She should sympathize with the stories of those around her, but there are too many. There’s a limit on how much she can care for at once. Perhaps that makes her a terrible person. She’s been called worse, these last few years in Kirkwall. Scoundrel. Upstart. Fereldan bitch. Dog-lord. Troublemaker. Barbarian. _Murderer._

Aisling lifts a hand rubs at her face with it. It’s late, and her thoughts are turning toward the gloomy.

“Is there anything I can get you, Mistress?” Orana’s soft voice asks, and she turns to look at the elf.
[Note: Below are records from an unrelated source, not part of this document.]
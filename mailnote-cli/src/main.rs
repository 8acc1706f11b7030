/*
 * This file is part of mailnote
 *
 * Copyright 2020 - Manos Pitsidianakis
 *
 * This program is free software: you can redistribute it and/or modify
 * it under the terms of the GNU Affero General Public License as
 * published by the Free Software Foundation, either version 3 of the
 * License, or (at your option) any later version.
 *
 * This program is distributed in the hope that it will be useful,
 * but WITHOUT ANY WARRANTY; without even the implied warranty of
 * MERCHANTABILITY or FITNESS FOR A PARTICULAR PURPOSE. See the
 * GNU Affero General Public License for more details.
 *
 * You should have received a copy of the GNU Affero General Public License
 * along with this program. If not, see <https://www.gnu.org/licenses/>.
 */

#![allow(clippy::result_large_err)]

use std::path::PathBuf;

use clap::{CommandFactory, Parser};
use mailnote::{Configuration, Connection, Context, IncomingEmailSettings, Result};
use mailnote_cli::{args::*, commands::*};

fn run_app(
    config: Option<PathBuf>,
    cmd: Command,
    debug: bool,
    quiet: bool,
) -> Result<()> {
    if let Command::SampleConfig = cmd {
        let mut new = Configuration::new("/path/to/sqlite.db");
        new.incoming_email = IncomingEmailSettings::new("reply+%{key}@example.com");
        println!("{}", new.to_toml());
        return Ok(());
    };
    let config_path = if let Some(path) = config.as_deref() {
        path
    } else {
        let mut opt = Opt::command();
        opt.error(
            clap::error::ErrorKind::MissingRequiredArgument,
            "--config is required for mail operations",
        )
        .exit();
    };

    let config = Configuration::from_file(config_path).with_context(|| {
        format!(
            "Could not read configuration file from path: {}",
            config_path.display()
        )
    })?;

    use Command::*;
    // Nothing here needs more than reading and creating notes.
    let db = Connection::open_or_create_db(config)
        .context("Could not open database connection with this configuration")?
        .untrusted();
    match cmd {
        SampleConfig => {}
        Receive { dry_run } => {
            receive(&db, dry_run, quiet, debug).context("Could not process incoming reply.")?;
        }
        Notes { noteable } => {
            let noteable = mailnote::models::NoteableRef::from(noteable);
            notes(&db, noteable.clone(), quiet)
                .with_context(|| format!("Could not retrieve notes of {noteable}."))?;
        }
        SentNotification { reply_key } => {
            sent_notification(&db, &reply_key, quiet).with_context(|| {
                format!("Could not retrieve sent notification with reply key {reply_key}.")
            })?;
        }
    }

    Ok(())
}

fn main() -> std::result::Result<(), i32> {
    let opt = Opt::parse();
    stderrlog::new()
        .module(module_path!())
        .module("mailnote")
        .quiet(opt.quiet)
        .verbosity(opt.verbose as usize)
        .timestamp(opt.ts.unwrap_or(stderrlog::Timestamp::Off))
        .init()
        .unwrap();
    if opt.debug {
        println!("DEBUG: {:?}", &opt);
    }
    let Opt {
        config,
        cmd,
        debug,
        quiet,
        ..
    } = opt;
    if let Err(err) = run_app(config, cmd, debug, quiet) {
        print!("{}", err.display_chain());
        std::process::exit(-1);
    }
    Ok(())
}
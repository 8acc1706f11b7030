/*
 * This file is part of mailnote
 *
 * Copyright 2020 - Manos Pitsidianakis
 *
 * This program is free software: you can redistribute it and/or modify
 * it under the terms of the GNU Affero General Public License as
 * published by the Free Software Foundation, either version 3 of the
 * License, or (at your option) any later version.
 *
 * This program is distributed in the hope that it will be useful,
 * but WITHOUT ANY WARRANTY; without even the implied warranty of
 * MERCHANTABILITY or FITNESS FOR A PARTICULAR PURPOSE. See the
 * GNU Affero General Public License for more details.
 *
 * You should have received a copy of the GNU Affero General Public License
 * along with this program. If not, see <https://www.gnu.org/licenses/>.
 */

use log::trace;
use rusqlite::OptionalExtension;

use super::*;

fn user_from_row(row: &rusqlite::Row<'_>) -> rusqlite::Result<DbVal<User>> {
    let pk = row.get("pk")?;
    Ok(DbVal(
        User {
            pk,
            username: row.get("username")?,
            email: row.get("email")?,
            blocked: row.get("blocked")?,
            admin: row.get("admin")?,
        },
        pk,
    ))
}

impl Connection {
    /// Create a user account.
    pub fn create_user(&self, username: &str, email: &str, admin: bool) -> Result<DbVal<User>> {
        let mut stmt = self.connection.prepare(
            "INSERT INTO account(username, email, admin) VALUES(?, ?, ?) RETURNING *;",
        )?;
        let ret = stmt.query_row(rusqlite::params![username, email, admin], user_from_row)?;

        trace!("create_user {:?}.", &ret);
        Ok(ret)
    }

    /// Fetch a user by primary key.
    pub fn user_by_pk(&self, pk: i64) -> Result<Option<DbVal<User>>> {
        let mut stmt = self
            .connection
            .prepare("SELECT * FROM account WHERE pk = ?;")?;
        let ret = stmt.query_row([&pk], user_from_row).optional()?;
        Ok(ret)
    }

    /// Fetch a user by user name.
    pub fn user_by_username(&self, username: &str) -> Result<Option<DbVal<User>>> {
        let mut stmt = self
            .connection
            .prepare("SELECT * FROM account WHERE username = ?;")?;
        let ret = stmt.query_row([&username], user_from_row).optional()?;
        Ok(ret)
    }

    /// Block or unblock a user.
    pub fn block_user(&self, pk: i64, blocked: bool) -> Result<()> {
        let changed = self.connection.execute(
            "UPDATE account SET blocked = ? WHERE pk = ?;",
            rusqlite::params![blocked, pk],
        )?;
        if changed == 0 {
            return Err(Error::NotFound("user"));
        }
        trace!("block_user {pk} blocked = {blocked}.");
        Ok(())
    }
}
//! Types for session management.
//!
//! This module provides the session identifier, the per-session record kept
//! in the registry, and the error type shared by the session layer.

use serde::Serialize;
use std::fmt;
use thiserror::Error;
use uuid::Uuid;

use crate::environment::EnvironmentError;
use crate::sandbox::PathEscapeError;

const ID_LEN: usize = 32;

/// Opaque, unguessable session identifier (32 lowercase hex characters).
#[derive(Debug, Clone, PartialEq, Eq, Hash, PartialOrd, Ord, Serialize)]
#[serde(transparent)]
pub struct SessionId(String);

impl SessionId {
    /// Generates a fresh random identifier.
    #[must_use]
    pub fn generate() -> Self {
        Self(Uuid::new_v4().simple().to_string())
    }

    /// Parses a caller-supplied identifier.
    ///
    /// Anything that could not have been produced by [`SessionId::generate`]
    /// is rejected, which also keeps ids safe to use as path segments.
    #[must_use]
    pub fn parse(raw: &str) -> Option<Self> {
        let raw = raw.trim();
        let well_formed = raw.len() == ID_LEN
            && raw
                .bytes()
                .all(|b| b.is_ascii_digit() || (b'a'..=b'f').contains(&b));
        well_formed.then(|| Self(raw.to_string()))
    }

    /// The identifier as a string slice.
    #[must_use]
    pub fn as_str(&self) -> &str {
        &self.0
    }
}

impl fmt::Display for SessionId {
    fn fmt(&self, f: &mut fmt::Formatter<'_>) -> fmt::Result {
        f.write_str(&self.0)
    }
}

impl AsRef<str> for SessionId {
    fn as_ref(&self) -> &str {
        &self.0
    }
}

/// Metadata kept for a live session. Timestamps are seconds since the epoch.
#[derive(Debug, Clone, Copy, PartialEq, Serialize)]
pub struct SessionRecord {
    pub(crate) created_at: f64,
    pub(crate) last_used_at: f64,
}

impl SessionRecord {
    /// Creation time.
    #[must_use]
    pub fn created_at(&self) -> f64 {
        self.created_at
    }

    /// Time of the last acquisition.
    #[must_use]
    pub fn last_used_at(&self) -> f64 {
        self.last_used_at
    }
}

/// Errors that can occur during session operations.
#[derive(Debug, Error)]
pub enum SessionError {
    /// A caller-supplied path would leave its root.
    #[error(transparent)]
    PathEscape(#[from] PathEscapeError),
    /// The session id is not in the registry.
    #[error("Unknown session '{0}' (use init to create one)")]
    UnknownSession(String),
    /// The operation needs an explicit session id.
    #[error("session_id is required")]
    SessionRequired,
    /// The execution environment failed.
    #[error(transparent)]
    Environment(#[from] EnvironmentError),
}
//! REST API routes for session management.

use axum::{
    routing::{delete, get},
    Router,
};
use std::sync::Arc;

use crate::api::sessions::handlers::{
    close_current_session, create_session, delete_session, get_current_session, health_check,
    list_sessions,
};
use crate::host::HostState;

/// API routes for session management.
///
/// Creates a router with all session-related endpoints mounted at `/api/v1`.
/// Also includes the basic health check at `/health`.
pub fn routes() -> Router<Arc<HostState>> {
    Router::new()
        .route("/health", get(health_check))
        .route("/api/v1/sessions", get(list_sessions).post(create_session))
        .route(
            "/api/v1/sessions/current",
            get(get_current_session).delete(close_current_session),
        )
        .route("/api/v1/sessions/{id}", delete(delete_session))
}
/// Audit logging for security events.
pub mod audit;
/// Configuration management for the kernel.
pub mod config;
/// HTTP server and control plane.
pub mod server;
/// Telemetry setup for logging and tracing.
pub mod telemetry;
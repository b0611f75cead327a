//! REST API endpoints for the tool operations.

pub mod handlers;
pub mod routes;
pub mod types;

pub use routes::routes;
pub use types::{
    DownloadRequest, EditFileRequest, OutputResponse, RunCodeRequest, RunEphemeralRequest,
    RunFileRequest, UploadRequest,
};

#[cfg(test)]
mod tests {
    use super::*;

    #[test]
    fn test_optional_fields_default_to_none() -> anyhow::Result<()> {
        let req: UploadRequest = serde_json::from_str(r#"{"local_path": "data.csv"}"#)?;
        assert_eq!(req.local_path, "data.csv");
        assert!(req.container_path.is_none());
        assert!(req.session_id.is_none());

        let req: RunCodeRequest =
            serde_json::from_str(r#"{"code": "print(1)", "session_id": null}"#)?;
        assert!(req.session_id.is_none());
        Ok(())
    }

    #[test]
    fn test_missing_required_field_is_rejected() {
        assert!(serde_json::from_str::<EditFileRequest>(r#"{"container_path": "a.py"}"#).is_err());
    }
}
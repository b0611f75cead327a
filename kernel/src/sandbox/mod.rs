//! Path confinement for both sides of the sandbox boundary.
//!
//! Host paths (upload sources, download targets) are checked by [`HostPolicy`]
//! against a configured root directory. Paths inside the execution environment
//! are checked by [`remote::resolve`] against a session workspace.

pub mod host;
pub mod remote;

pub use host::HostPolicy;

use std::path::PathBuf;
use thiserror::Error;

/// A caller-supplied path that would leave its root.
#[derive(Debug, Error)]
pub enum PathEscapeError {
    /// Absolute paths are not accepted inside the sandbox.
    #[error("Absolute path '{0}' is not allowed; use a path relative to the session workspace")]
    Absolute(String),
    /// `..` segments are not accepted inside the sandbox.
    #[error("Path '{0}' contains a '..' segment")]
    ParentSegment(String),
    /// A default destination was needed but the path has no file name.
    #[error("Path '{0}' does not name a file; give an explicit destination")]
    NoFileName(String),
    /// The path contains a NUL byte.
    #[error("Path contains a NUL byte")]
    NulByte,
    /// The resolved host path is outside the root.
    #[error("Security Violation: Path '{target:?}' is outside the authorized root '{root:?}'")]
    OutsideRoot {
        /// Resolved target path.
        target: PathBuf,
        /// Root the target had to stay under.
        root: PathBuf,
    },
    /// The host path could not be resolved.
    #[error("Invalid path '{path}': {source}")]
    InvalidPath {
        /// Path that failed to resolve.
        path: PathBuf,
        /// Source error.
        #[source]
        source: std::io::Error,
    },
}

impl PathEscapeError {
    /// The offending path, for audit records.
    #[must_use]
    pub fn offending_path(&self) -> String {
        match self {
            Self::Absolute(path) | Self::ParentSegment(path) | Self::NoFileName(path) => {
                path.clone()
            }
            Self::NulByte => String::from("<nul>"),
            Self::OutsideRoot { target, .. } => target.display().to_string(),
            Self::InvalidPath { path, .. } => path.display().to_string(),
        }
    }
}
Orana stands an entire head shorter than her, and is built delicately—she reminds Aisling of the elegant, Orlesian-made fluted glasses Mother keeps—kept—in the kitchen cupboard. She is continually amazed by the girl’s kindness and thoughtful manner. There are shadows of horrible things in Orana’s eyes, but she doesn’t let it hinder her. Aisling wishes she could be more like that.

“No, thank you, Orana,” she says. She picks up a letter that stands out to her, one with the insignia of the Dwarven Merchants’ Guild on its back. The wax may as well have been poured two minutes ago. Intriguing. Why would they send her a letter? Her business with Bartrand ended long ago. Her fingers work the seal, prise it open.

“Can’t sleep?”

She’s glad Orana’s become less formal and more friendly with her—Hawke’s never been good at comforting people, and she’s had no way to tell Orana as much. Fortunately, Orana seems to pick up on the nuances of any given situation fairly quick, and it saves Aisling a lot of stuttering and stumbling about.

“Isn’t that always the problem?” she murmurs as she skims the first lines of the letter. _Most esteemed Messere Hawke—_ they’re laying it on thick, aren’t they?

“I could make you some chamomile tea,” Orana offers. Maker bless her.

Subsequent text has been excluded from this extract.